■ Problem statement ■
Your output should be the full listing, unchanged.
──────── Data extract ────────
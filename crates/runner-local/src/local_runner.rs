use futures::future::join_all;
use runner_core::config::RunnerConfig;
use runner_core::error::RunnerError;
use runner_core::handle::{RunnerHandle, RunnerKind};
use runner_core::{Command, JobStatus, Runner};
use std::collections::{HashMap, HashSet};
use std::io::ErrorKind;
use std::path::{Path, PathBuf};
use std::process::{ExitStatus, Stdio};
use std::sync::atomic::{AtomicU64, Ordering};
use std::time::Duration;
use tokio::process::Child;
use tokio::sync::Mutex;
use tracing::{debug, info, warn};

enum Proc {
    Running { child: Child, pid: u32 },
    Exited(ExitStatus),
}

/// Local runner: spawns commands as child processes of the dispatcher.
///
/// Children are tracked in memory under a per-runner sequence number, so
/// handles do not survive a restart and a reused pid never aliases an older
/// job. A handle this runner did not issue reports `unknown`.
pub struct LocalRunner {
    config: RunnerConfig,
    procs: Mutex<HashMap<u64, Proc>>,
    next_seq: AtomicU64,
}

impl LocalRunner {
    pub fn new(config: RunnerConfig) -> Self {
        Self {
            config,
            procs: Mutex::new(HashMap::new()),
            next_seq: AtomicU64::new(1),
        }
    }

    fn grace_period(&self) -> Duration {
        self.config.grace_period()
    }

    fn seq_of(handle: &RunnerHandle) -> Result<u64, RunnerError> {
        match handle {
            RunnerHandle::Local { seq, .. } => Ok(*seq),
            other => Err(RunnerError::foreign(other, RunnerKind::Local)),
        }
    }
}

pub fn stdout_path(work_dir: &Path) -> PathBuf {
    work_dir.join("stdout")
}

pub fn stderr_path(work_dir: &Path) -> PathBuf {
    work_dir.join("stderr")
}

/// Last `lines` lines of a captured output file; empty if it does not exist.
pub fn tail_log(path: &Path, lines: usize) -> Result<Vec<String>, std::io::Error> {
    let text = match std::fs::read_to_string(path) {
        Ok(t) => t,
        Err(e) if e.kind() == ErrorKind::NotFound => return Ok(Vec::new()),
        Err(e) => return Err(e),
    };
    let all: Vec<&str> = text.lines().collect();
    let skip = all.len().saturating_sub(lines);
    Ok(all[skip..].iter().map(|l| l.to_string()).collect())
}

fn exit_to_status(status: ExitStatus) -> JobStatus {
    match status.code() {
        Some(0) => JobStatus::Completed,
        Some(_) => JobStatus::Failed,
        // no exit code: terminated by a signal
        None => JobStatus::Interrupted,
    }
}

async fn send_interrupt(pid: u32) {
    let result = tokio::process::Command::new("kill")
        .args(["-INT", &pid.to_string()])
        .stdout(Stdio::null())
        .stderr(Stdio::null())
        .status()
        .await;
    if let Err(e) = result {
        warn!("Failed to send SIGINT to {}: {}", pid, e);
    }
}

#[async_trait::async_trait]
impl Runner for LocalRunner {
    fn name(&self) -> &str {
        &self.config.name
    }

    fn kind(&self) -> RunnerKind {
        RunnerKind::Local
    }

    async fn submit(&self, command: &Command, work_dir: &Path) -> Result<RunnerHandle, RunnerError> {
        command.validate().map_err(RunnerError::Submission)?;
        let args = command.args();

        tokio::fs::create_dir_all(work_dir).await?;
        let stdout = std::fs::File::create(stdout_path(work_dir))?;
        let stderr = std::fs::File::create(stderr_path(work_dir))?;

        debug!("Local exec in {}: {}", command.cwd().display(), command);

        let child = tokio::process::Command::new(&args[0])
            .args(&args[1..])
            .current_dir(command.cwd())
            .envs(&self.config.env)
            .envs(command.env())
            .stdin(Stdio::null())
            .stdout(stdout)
            .stderr(stderr)
            .spawn()
            .map_err(|e| match e.kind() {
                ErrorKind::NotFound | ErrorKind::PermissionDenied => RunnerError::Submission(
                    format!("cannot execute '{}' in {}: {}", args[0], command.cwd().display(), e),
                ),
                _ => RunnerError::Io(e),
            })?;

        let pid = child
            .id()
            .ok_or_else(|| RunnerError::Unavailable("child exited before reporting a pid".into()))?;

        let seq = self.next_seq.fetch_add(1, Ordering::Relaxed);
        info!("Runner {} started '{}' with PID {}", self.name(), args[0], pid);
        self.procs.lock().await.insert(seq, Proc::Running { child, pid });
        Ok(RunnerHandle::Local { seq, pid })
    }

    async fn cancel(&self, handle: &RunnerHandle) -> Result<(), RunnerError> {
        self.batch_cancel(std::slice::from_ref(handle)).await
    }

    /// SIGINT everything first, then give each process the grace period to
    /// exit before SIGKILL. Children stay in the table throughout, so a caller
    /// that stops waiting early does not lose track of them.
    async fn batch_cancel(&self, handles: &[RunnerHandle]) -> Result<(), RunnerError> {
        let seqs = handles
            .iter()
            .map(Self::seq_of)
            .collect::<Result<Vec<_>, _>>()?;

        let mut procs = self.procs.lock().await;
        let mut targets = HashSet::new();
        for seq in seqs {
            let polled = match procs.get_mut(&seq) {
                Some(Proc::Running { child, pid }) => (*pid, child.try_wait()),
                _ => {
                    debug!("Local job {} is not running, nothing to cancel", seq);
                    continue;
                }
            };
            match polled {
                (_, Ok(Some(status))) => {
                    procs.insert(seq, Proc::Exited(status));
                }
                (pid, Ok(None)) => {
                    warn!("Interrupting local process {}", pid);
                    send_interrupt(pid).await;
                    targets.insert(seq);
                }
                (pid, Err(e)) => {
                    debug!("try_wait on {} failed ({}), treating as alive", pid, e);
                    send_interrupt(pid).await;
                    targets.insert(seq);
                }
            }
        }
        if targets.is_empty() {
            return Ok(());
        }

        let grace = self.grace_period();
        let waits = procs.iter_mut().filter_map(|(seq, entry)| match entry {
            Proc::Running { child, pid } if targets.contains(seq) => {
                let (seq, pid) = (*seq, *pid);
                Some(async move {
                    let status = match tokio::time::timeout(grace, child.wait()).await {
                        Ok(Ok(status)) => Some(status),
                        _ => {
                            warn!("PID {} still alive after {:?}, killing", pid, grace);
                            if let Err(e) = child.kill().await {
                                warn!("Failed to kill {}: {}", pid, e);
                            }
                            child.try_wait().ok().flatten()
                        }
                    };
                    (seq, status)
                })
            }
            _ => None,
        });
        let exited: Vec<(u64, Option<ExitStatus>)> = join_all(waits).await;

        for (seq, status) in exited {
            if let Some(status) = status {
                procs.insert(seq, Proc::Exited(status));
            }
        }
        Ok(())
    }

    async fn check_status(&self, handle: &RunnerHandle) -> Result<JobStatus, RunnerError> {
        let seq = Self::seq_of(handle)?;
        let mut procs = self.procs.lock().await;
        let Some(entry) = procs.get_mut(&seq) else {
            return Ok(JobStatus::Unknown);
        };
        let status = match entry {
            Proc::Exited(status) => *status,
            Proc::Running { child, .. } => match child.try_wait()? {
                None => return Ok(JobStatus::Running),
                Some(status) => status,
            },
        };
        *entry = Proc::Exited(status);
        Ok(exit_to_status(status))
    }
}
────────
■ Expected answer ■
filename crates/runner-local/src/local_runner.rs
use futures::future::join_all;
use runner_core::config::RunnerConfig;
use runner_core::error::RunnerError;
use runner_core::handle::{RunnerHandle, RunnerKind};
use runner_core::{Command, JobStatus, Runner};
use std::collections::{HashMap, HashSet};
use std::io::ErrorKind;
use std::path::{Path, PathBuf};
use std::process::{ExitStatus, Stdio};
use std::sync::atomic::{AtomicU64, Ordering};
use std::time::Duration;
use tokio::process::Child;
use tokio::sync::Mutex;
use tracing::{debug, info, warn};

enum Proc {
    Running { child: Child, pid: u32 },
    Exited(ExitStatus),
}

/// Local runner: spawns commands as child processes of the dispatcher.
///
/// Children are tracked in memory under a per-runner sequence number, so
/// handles do not survive a restart and a reused pid never aliases an older
/// job. A handle this runner did not issue reports `unknown`.
pub struct LocalRunner {
    config: RunnerConfig,
    procs: Mutex<HashMap<u64, Proc>>,
    next_seq: AtomicU64,
}

impl LocalRunner {
    pub fn new(config: RunnerConfig) -> Self {
        Self {
            config,
            procs: Mutex::new(HashMap::new()),
            next_seq: AtomicU64::new(1),
        }
    }

    fn grace_period(&self) -> Duration {
        self.config.grace_period()
    }

    fn seq_of(handle: &RunnerHandle) -> Result<u64, RunnerError> {
        match handle {
            RunnerHandle::Local { seq, .. } => Ok(*seq),
            other => Err(RunnerError::foreign(other, RunnerKind::Local)),
        }
    }
}

pub fn stdout_path(work_dir: &Path) -> PathBuf {
    work_dir.join("stdout")
}

pub fn stderr_path(work_dir: &Path) -> PathBuf {
    work_dir.join("stderr")
}

/// Last `lines` lines of a captured output file; empty if it does not exist.
pub fn tail_log(path: &Path, lines: usize) -> Result<Vec<String>, std::io::Error> {
    let text = match std::fs::read_to_string(path) {
        Ok(t) => t,
        Err(e) if e.kind() == ErrorKind::NotFound => return Ok(Vec::new()),
        Err(e) => return Err(e),
    };
    let all: Vec<&str> = text.lines().collect();
    let skip = all.len().saturating_sub(lines);
    Ok(all[skip..].iter().map(|l| l.to_string()).collect())
}

fn exit_to_status(status: ExitStatus) -> JobStatus {
    match status.code() {
        Some(0) => JobStatus::Completed,
        Some(_) => JobStatus::Failed,
        // no exit code: terminated by a signal
        None => JobStatus::Interrupted,
    }
}

async fn send_interrupt(pid: u32) {
    let result = tokio::process::Command::new("kill")
        .args(["-INT", &pid.to_string()])
        .stdout(Stdio::null())
        .stderr(Stdio::null())
        .status()
        .await;
    if let Err(e) = result {
        warn!("Failed to send SIGINT to {}: {}", pid, e);
    }
}

#[async_trait::async_trait]
impl Runner for LocalRunner {
    fn name(&self) -> &str {
        &self.config.name
    }

    fn kind(&self) -> RunnerKind {
        RunnerKind::Local
    }

    async fn submit(&self, command: &Command, work_dir: &Path) -> Result<RunnerHandle, RunnerError> {
        command.validate().map_err(RunnerError::Submission)?;
        let args = command.args();

        tokio::fs::create_dir_all(work_dir).await?;
        let stdout = std::fs::File::create(stdout_path(work_dir))?;
        let stderr = std::fs::File::create(stderr_path(work_dir))?;

        debug!("Local exec in {}: {}", command.cwd().display(), command);

        let child = tokio::process::Command::new(&args[0])
            .args(&args[1..])
            .current_dir(command.cwd())
            .envs(&self.config.env)
            .envs(command.env())
            .stdin(Stdio::null())
            .stdout(stdout)
            .stderr(stderr)
            .spawn()
            .map_err(|e| match e.kind() {
                ErrorKind::NotFound | ErrorKind::PermissionDenied => RunnerError::Submission(
                    format!("cannot execute '{}' in {}: {}", args[0], command.cwd().display(), e),
                ),
                _ => RunnerError::Io(e),
            })?;

        let pid = child
            .id()
            .ok_or_else(|| RunnerError::Unavailable("child exited before reporting a pid".into()))?;

        let seq = self.next_seq.fetch_add(1, Ordering::Relaxed);
        info!("Runner {} started '{}' with PID {}", self.name(), args[0], pid);
        self.procs.lock().await.insert(seq, Proc::Running { child, pid });
        Ok(RunnerHandle::Local { seq, pid })
    }

    async fn cancel(&self, handle: &RunnerHandle) -> Result<(), RunnerError> {
        self.batch_cancel(std::slice::from_ref(handle)).await
    }

    /// SIGINT everything first, then give each process the grace period to
    /// exit before SIGKILL. Children stay in the table throughout, so a caller
    /// that stops waiting early does not lose track of them.
    async fn batch_cancel(&self, handles: &[RunnerHandle]) -> Result<(), RunnerError> {
        let seqs = handles
            .iter()
            .map(Self::seq_of)
            .collect::<Result<Vec<_>, _>>()?;

        let mut procs = self.procs.lock().await;
        let mut targets = HashSet::new();
        for seq in seqs {
            let polled = match procs.get_mut(&seq) {
                Some(Proc::Running { child, pid }) => (*pid, child.try_wait()),
                _ => {
                    debug!("Local job {} is not running, nothing to cancel", seq);
                    continue;
                }
            };
            match polled {
                (_, Ok(Some(status))) => {
                    procs.insert(seq, Proc::Exited(status));
                }
                (pid, Ok(None)) => {
                    warn!("Interrupting local process {}", pid);
                    send_interrupt(pid).await;
                    targets.insert(seq);
                }
                (pid, Err(e)) => {
                    debug!("try_wait on {} failed ({}), treating as alive", pid, e);
                    send_interrupt(pid).await;
                    targets.insert(seq);
                }
            }
        }
        if targets.is_empty() {
            return Ok(());
        }

        let grace = self.grace_period();
        let waits = procs.iter_mut().filter_map(|(seq, entry)| match entry {
            Proc::Running { child, pid } if targets.contains(seq) => {
                let (seq, pid) = (*seq, *pid);
                Some(async move {
                    let status = match tokio::time::timeout(grace, child.wait()).await {
                        Ok(Ok(status)) => Some(status),
                        _ => {
                            warn!("PID {} still alive after {:?}, killing", pid, grace);
                            if let Err(e) = child.kill().await {
                                warn!("Failed to kill {}: {}", pid, e);
                            }
                            child.try_wait().ok().flatten()
                        }
                    };
                    (seq, status)
                })
            }
            _ => None,
        });
        let exited: Vec<(u64, Option<ExitStatus>)> = join_all(waits).await;

        for (seq, status) in exited {
            if let Some(status) = status {
                procs.insert(seq, Proc::Exited(status));
            }
        }
        Ok(())
    }

    async fn check_status(&self, handle: &RunnerHandle) -> Result<JobStatus, RunnerError> {
        let seq = Self::seq_of(handle)?;
        let mut procs = self.procs.lock().await;
        let Some(entry) = procs.get_mut(&seq) else {
            return Ok(JobStatus::Unknown);
        };
        let status = match entry {
            Proc::Exited(status) => *status,
            Proc::Running { child, .. } => match child.try_wait()? {
                None => return Ok(JobStatus::Running),
                Some(status) => status,
            },
        };
        *entry = Proc::Exited(status);
        Ok(exit_to_status(status))
    }
}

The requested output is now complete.